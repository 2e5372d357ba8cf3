//! The main REPL implementation.

use std::fmt::Write as _;
use std::io::{self, Write};

use strata_foundation::{Error, ErrorKind, Result, Triple};
use strata_language::{RulePrinter, format_triple};

use crate::command::{Command, HELP, TraceCommand};
use crate::editor::{LineEditor, ReadResult, RustylineEditor, bracket_depth};
use crate::session::{Loaded, RunSummary, Session};

/// What evaluating one input produced.
#[derive(Clone, Debug, PartialEq, Eq)]
pub enum Reply {
    /// Text to show the user.
    Text(String),
    /// Nothing to show.
    Nothing,
    /// The user asked to leave.
    Quit,
}

/// The interactive REPL.
pub struct Repl<E: LineEditor = RustylineEditor> {
    /// The line editor for input.
    editor: E,

    /// Session state (store, rules, reasoner).
    session: Session,

    /// Whether to show the welcome banner.
    show_banner: bool,

    /// Primary prompt.
    prompt: String,

    /// Continuation prompt (for multi-line input).
    continuation_prompt: String,
}

impl Repl<RustylineEditor> {
    /// Creates a new REPL with the default rustyline editor.
    ///
    /// # Errors
    ///
    /// Returns an error if the editor or the session fails to initialize.
    pub fn new() -> Result<Self> {
        let editor = RustylineEditor::new()?;
        Ok(Self::with_editor(editor, Session::new()?))
    }
}

impl<E: LineEditor> Repl<E> {
    /// Creates a new REPL with the given editor and session.
    pub fn with_editor(editor: E, session: Session) -> Self {
        Self {
            editor,
            session,
            show_banner: true,
            prompt: "strata> ".to_string(),
            continuation_prompt: "   ...> ".to_string(),
        }
    }

    /// Disables the welcome banner.
    #[must_use]
    pub const fn without_banner(mut self) -> Self {
        self.show_banner = false;
        self
    }

    /// Sets the primary prompt.
    #[must_use]
    pub fn with_prompt(mut self, prompt: impl Into<String>) -> Self {
        self.prompt = prompt.into();
        self
    }

    /// Returns a reference to the session.
    #[must_use]
    pub const fn session(&self) -> &Session {
        &self.session
    }

    /// Returns a mutable reference to the session.
    pub fn session_mut(&mut self) -> &mut Session {
        &mut self.session
    }

    /// Runs the REPL loop.
    ///
    /// # Errors
    ///
    /// Returns an error if reading input fails fatally.
    pub fn run(&mut self) -> Result<()> {
        if self.show_banner {
            self.print_banner();
        }
        self.refresh_keywords();

        loop {
            match self.read_eval_print() {
                Ok(true) => {}
                Ok(false) => break,
                Err(e) => print_error(&e),
            }
        }

        println!("\nGoodbye!");
        Ok(())
    }

    /// Executes one read-eval-print iteration.
    ///
    /// Returns `Ok(true)` to continue, `Ok(false)` to exit.
    fn read_eval_print(&mut self) -> Result<bool> {
        let Some(input) = self.read_input()? else {
            return Ok(false);
        };
        if input.trim().is_empty() {
            return Ok(true);
        }
        self.editor.add_history(&input);

        match self.eval(&input) {
            Ok(Reply::Text(text)) => println!("{text}"),
            Ok(Reply::Nothing) => {}
            Ok(Reply::Quit) => return Ok(false),
            Err(e) => print_error(&e),
        }
        self.refresh_keywords();
        Ok(true)
    }

    /// Reads a potentially multi-line input.
    fn read_input(&mut self) -> Result<Option<String>> {
        let mut input = String::new();
        let mut first_line = true;

        loop {
            let prompt = if first_line {
                &self.prompt
            } else {
                &self.continuation_prompt
            };

            match self.editor.read_line(prompt)? {
                ReadResult::Line(line) => {
                    if !first_line {
                        input.push('\n');
                    }
                    input.push_str(&line);
                    if bracket_depth(&input) <= 0 {
                        return Ok(Some(input));
                    }
                    first_line = false;
                }
                ReadResult::Interrupted => {
                    if !first_line {
                        println!("\nInput cancelled.");
                    }
                    return Ok(Some(String::new()));
                }
                ReadResult::Eof => {
                    if first_line {
                        return Ok(None);
                    }
                    return Err(Error::new(ErrorKind::Internal(
                        "unexpected EOF in multi-line input".to_string(),
                    )));
                }
            }
        }
    }

    fn refresh_keywords(&mut self) {
        let mut keywords: Vec<String> = self
            .session
            .reasoner()
            .registry()
            .names()
            .into_iter()
            .map(str::to_string)
            .collect();
        keywords.extend(self.session.prefixes().iter().map(|(p, _)| format!("{p}:")));
        self.editor.set_keywords(keywords);
    }

    /// Evaluates one input: a `:command`, or rule source.
    ///
    /// # Errors
    ///
    /// Returns an error if the command or the rules fail.
    pub fn eval(&mut self, input: &str) -> Result<Reply> {
        match Command::parse(input)? {
            Some(command) => self.execute(command),
            None => {
                let count = self.session.load_rules(input)?;
                Ok(Reply::Text(format!("{count} rule(s) added")))
            }
        }
    }

    /// Executes a parsed command.
    ///
    /// # Errors
    ///
    /// Returns an error if the command fails.
    pub fn execute(&mut self, command: Command) -> Result<Reply> {
        let text = match command {
            Command::Quit => return Ok(Reply::Quit),
            Command::Help => HELP.to_string(),
            Command::Rules => self.show_rules(),
            Command::Facts { all } => {
                let facts = if all {
                    self.session.all_facts()?
                } else {
                    self.session.facts()?
                };
                self.show_triples(&facts)
            }
            Command::Assert(source) => {
                let added = self.session.load_facts(&source)?;
                format!("{added} fact(s) added")
            }
            Command::Load(path) => match self.session.load_file(&path)? {
                Loaded::Rules(n) => format!("loaded {n} rule(s) from {path}"),
                Loaded::Facts(n) => format!("loaded {n} fact(s) from {path}"),
            },
            Command::Axioms => {
                let asserted = self.session.apply_axioms()?;
                format!("{asserted} axiom fact(s) asserted")
            }
            Command::Run => {
                let summary = self.session.run()?;
                format_summary(&summary)
            }
            Command::Find(pattern) => {
                let found = self.session.find(&pattern)?;
                self.show_triples(&found)
            }
            Command::Strata => {
                let strata = self.session.strata()?;
                if strata.is_empty() {
                    "no strata".to_string()
                } else {
                    strata
                        .iter()
                        .map(|(name, len)| format!("{name}  {len}"))
                        .collect::<Vec<_>>()
                        .join("\n")
                }
            }
            Command::Stats => self.session.stats().to_string(),
            Command::Trace(trace) => self.trace(trace)?,
            Command::Why { facts, depth } => {
                let prefixes = self.session.prefixes();
                self.session
                    .why(&facts, depth)?
                    .iter()
                    .map(|e| e.render(Some(prefixes)))
                    .collect::<String>()
                    .trim_end()
                    .to_string()
            }
            Command::Reset => {
                self.session.reset()?;
                "session reset".to_string()
            }
        };
        Ok(Reply::Text(text))
    }

    fn trace(&mut self, command: TraceCommand) -> Result<String> {
        match command {
            TraceCommand::On => {
                self.session.set_tracing(true)?;
                return Ok("tracing on".to_string());
            }
            TraceCommand::Off => {
                self.session.set_tracing(false)?;
                return Ok("tracing off".to_string());
            }
            _ => {}
        }

        let mut tracer = self.session.tracer()?;
        let text = match command {
            TraceCommand::Status => {
                let stats = tracer.stats();
                let mut text = format!(
                    "tracing {}, {} of {} records",
                    if tracer.is_enabled() { "on" } else { "off" },
                    stats.record_count,
                    stats.max_size
                );
                for (kind, count) in &stats.event_counts {
                    let _ = write!(text, "\n  {kind}: {count}");
                }
                text
            }
            TraceCommand::Last(n) => tracer.format_records(&tracer.buffer().recent(n)),
            TraceCommand::Round(round) => {
                tracer.format_records(&tracer.buffer().records_for_round(round))
            }
            TraceCommand::Rule(rule) => tracer.format_records(&tracer.buffer().by_rule(&rule)),
            TraceCommand::Json(json) => {
                tracer.set_json_format(json);
                format!("trace format: {}", if json { "json" } else { "human" })
            }
            TraceCommand::Clear => {
                tracer.clear();
                "trace cleared".to_string()
            }
            TraceCommand::On | TraceCommand::Off => String::new(),
        };
        Ok(text)
    }

    fn show_rules(&self) -> String {
        let rules = self.session.rules();
        if rules.is_empty() {
            return "no rules".to_string();
        }
        rules
            .rules
            .iter()
            .map(|rule| {
                RulePrinter::new(rule)
                    .with_prefixes(&rules.prefixes)
                    .to_string()
            })
            .collect::<Vec<_>>()
            .join("\n")
    }

    fn show_triples(&self, triples: &[Triple]) -> String {
        let prefixes = self.session.prefixes();
        let mut text: String = triples
            .iter()
            .map(|t| format!("{}\n", format_triple(t, Some(prefixes))))
            .collect();
        let _ = write!(text, "{} statement(s)", triples.len());
        text
    }

    /// Prints the welcome banner.
    #[allow(clippy::unused_self)]
    fn print_banner(&self) {
        println!("\x1b[1;36mstrata\x1b[0m {}", env!("CARGO_PKG_VERSION"));
        println!("Type rules to add them, :help for commands, Ctrl+D to exit.\n");
        let _ = io::stdout().flush();
    }
}

/// Formats the outcome of a run.
#[must_use]
pub fn format_summary(summary: &RunSummary) -> String {
    let mut text = String::new();
    for line in &summary.output {
        let _ = writeln!(text, "{line}");
    }
    if summary.axioms > 0 {
        let _ = writeln!(text, "{} axiom fact(s) asserted", summary.axioms);
    }
    for (name, len) in &summary.strata {
        let _ = writeln!(text, "{name}: {len} fact(s)");
    }
    let _ = write!(
        text,
        "{} fact(s) derived in {} strat{}",
        summary.derived(),
        summary.strata.len(),
        if summary.strata.len() == 1 { "um" } else { "a" }
    );
    text
}

/// Prints an error to stderr.
fn print_error(error: &Error) {
    eprintln!("\x1b[31mError: {error}\x1b[0m");
    if let Some(context) = &error.context {
        eprint!("{context}");
    }
}
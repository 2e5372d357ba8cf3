//! Trace output formatters.

use std::fmt::Write;

use strata_engine::ReasonerEvent;
use strata_foundation::Triple;
use strata_language::{PrefixMap, format_triple};

use super::record::TraceRecord;

/// Formats trace records.
pub trait TraceFormatter {
    /// Formats one record, shortening IRIs with `prefixes` when given.
    fn format(&self, record: &TraceRecord, prefixes: Option<&PrefixMap>) -> String;

    /// Formats several records, one per line.
    fn format_many(&self, records: &[&TraceRecord], prefixes: Option<&PrefixMap>) -> String {
        records
            .iter()
            .map(|r| self.format(r, prefixes))
            .collect::<Vec<_>>()
            .join("\n")
    }
}

// =============================================================================
// Human-Readable Formatter
// =============================================================================

/// Formats trace records in human-readable form.
#[derive(Clone, Debug, Default)]
pub struct HumanFormatter {
    /// Whether to include timestamps.
    pub show_timestamps: bool,
    /// Whether to include record IDs.
    pub show_ids: bool,
}

impl HumanFormatter {
    /// Creates a new human formatter with default settings.
    #[must_use]
    pub fn new() -> Self {
        Self::default()
    }

    /// Builder method to show timestamps.
    #[must_use]
    pub fn with_timestamps(mut self) -> Self {
        self.show_timestamps = true;
        self
    }

    /// Builder method to show record IDs.
    #[must_use]
    pub fn with_ids(mut self) -> Self {
        self.show_ids = true;
        self
    }

    #[allow(clippy::cast_precision_loss)]
    fn format_timestamp(ns: u64) -> String {
        let us = ns / 1000;
        if us >= 1_000_000 {
            format!("{:.3}s", us as f64 / 1_000_000.0)
        } else if us >= 1000 {
            format!("{:.3}ms", us as f64 / 1000.0)
        } else {
            format!("{us}us")
        }
    }
}

impl TraceFormatter for HumanFormatter {
    fn format(&self, record: &TraceRecord, prefixes: Option<&PrefixMap>) -> String {
        let mut prefix = String::new();
        if self.show_ids {
            let _ = write!(prefix, "[{:06}] ", record.id);
        }
        let _ = write!(prefix, "R{:04} ", record.round);
        if self.show_timestamps {
            let _ = write!(prefix, "{:>10} ", Self::format_timestamp(record.timestamp_ns));
        }

        let fact = |t: &Triple| format_triple(t, prefixes);
        let event = match &record.event {
            ReasonerEvent::AxiomAsserted { fact: t } => format!("  AXIOM {}", fact(t)),
            ReasonerEvent::AxiomPresent { fact: t } => format!("  AXIOM (present) {}", fact(t)),
            ReasonerEvent::RoundStarted { round, stratum } => {
                format!("=== ROUND {round} -> {stratum} ===")
            }
            ReasonerEvent::RuleSkipped { rule, .. } => format!("  SKIP {rule}"),
            ReasonerEvent::RuleEvaluated { rule, derived, .. } => {
                format!("  RULE {rule} derived {derived}")
            }
            ReasonerEvent::FactDerived { rule, fact: t, .. } => {
                format!("    DERIVED ({rule}) {}", fact(t))
            }
            ReasonerEvent::DuplicateSuppressed { rule, fact: t, .. } => {
                format!("    DUPLICATE ({rule}) {}", fact(t))
            }
            ReasonerEvent::Printed { rule, text } => format!("    PRINT ({rule}) {text}"),
            ReasonerEvent::RoundCompleted { round, inserted } => {
                format!("=== ROUND {round} END ({inserted} inserted) ===")
            }
            ReasonerEvent::Converged { rounds, strata } => {
                format!("=== CONVERGED after {rounds} rounds, {strata} strata ===")
            }
        };
        format!("{prefix}{event}")
    }
}

// =============================================================================
// JSON Formatter
// =============================================================================

/// Formats trace records as single-line JSON objects.
#[derive(Clone, Debug, Default)]
pub struct JsonFormatter;

impl JsonFormatter {
    /// Creates a new JSON formatter.
    #[must_use]
    pub fn new() -> Self {
        Self
    }

    fn escape(s: &str) -> String {
        let mut out = String::with_capacity(s.len());
        for c in s.chars() {
            match c {
                '\\' => out.push_str("\\\\"),
                '"' => out.push_str("\\\""),
                '\n' => out.push_str("\\n"),
                '\r' => out.push_str("\\r"),
                '\t' => out.push_str("\\t"),
                c if c.is_control() => {
                    let _ = write!(out, "\\u{:04x}", u32::from(c));
                }
                c => out.push(c),
            }
        }
        out
    }

    fn string(s: &str) -> String {
        format!("\"{}\"", Self::escape(s))
    }
}

impl TraceFormatter for JsonFormatter {
    fn format(&self, record: &TraceRecord, prefixes: Option<&PrefixMap>) -> String {
        let fact = |t: &Triple| Self::string(&format_triple(t, prefixes));
        let rule = |r: &str| Self::string(r);
        let data = match &record.event {
            ReasonerEvent::AxiomAsserted { fact: t } | ReasonerEvent::AxiomPresent { fact: t } => {
                format!("\"fact\":{}", fact(t))
            }
            ReasonerEvent::RoundStarted { stratum, .. } => {
                format!("\"stratum\":{}", Self::string(stratum))
            }
            ReasonerEvent::RuleSkipped { rule: r, .. } => format!("\"rule\":{}", rule(r)),
            ReasonerEvent::RuleEvaluated { rule: r, derived, .. } => {
                format!("\"rule\":{},\"derived\":{derived}", rule(r))
            }
            ReasonerEvent::FactDerived { rule: r, fact: t, .. }
            | ReasonerEvent::DuplicateSuppressed { rule: r, fact: t, .. } => {
                format!("\"rule\":{},\"fact\":{}", rule(r), fact(t))
            }
            ReasonerEvent::Printed { rule: r, text } => {
                format!("\"rule\":{},\"text\":{}", rule(r), Self::string(text))
            }
            ReasonerEvent::RoundCompleted { inserted, .. } => format!("\"inserted\":{inserted}"),
            ReasonerEvent::Converged { rounds, strata } => {
                format!("\"rounds\":{rounds},\"strata\":{strata}")
            }
        };
        format!(
            "{{\"id\":{},\"round\":{},\"ts\":{},\"type\":\"{}\",{data}}}",
            record.id,
            record.round,
            record.timestamp_ns,
            record.event_type()
        )
    }
}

---------------

§ HOW TO COMPLETE THIS TASK:
Copy out the data above word for word, starting at its first line and ending with the line that contains "editor for input.".

§ OUTPUT OF THE EXERCISE:
repository 2e5372d357ba8cf3
//! The main REPL implementation.

use std::fmt::Write as _;
use std::io::{self, Write};

use strata_foundation::{Error, ErrorKind, Result, Triple};
use strata_language::{RulePrinter, format_triple};

use crate::command::{Command, HELP, TraceCommand};
use crate::editor::{LineEditor, ReadResult, RustylineEditor, bracket_depth};
use crate::session::{Loaded, RunSummary, Session};

/// What evaluating one input produced.
#[derive(Clone, Debug, PartialEq, Eq)]
pub enum Reply {
    /// Text to show the user.
    Text(String),
    /// Nothing to show.
    Nothing,
    /// The user asked to leave.
    Quit,
}

/// The interactive REPL.
pub struct Repl<E: LineEditor = RustylineEditor> {
    /// The line editor for input.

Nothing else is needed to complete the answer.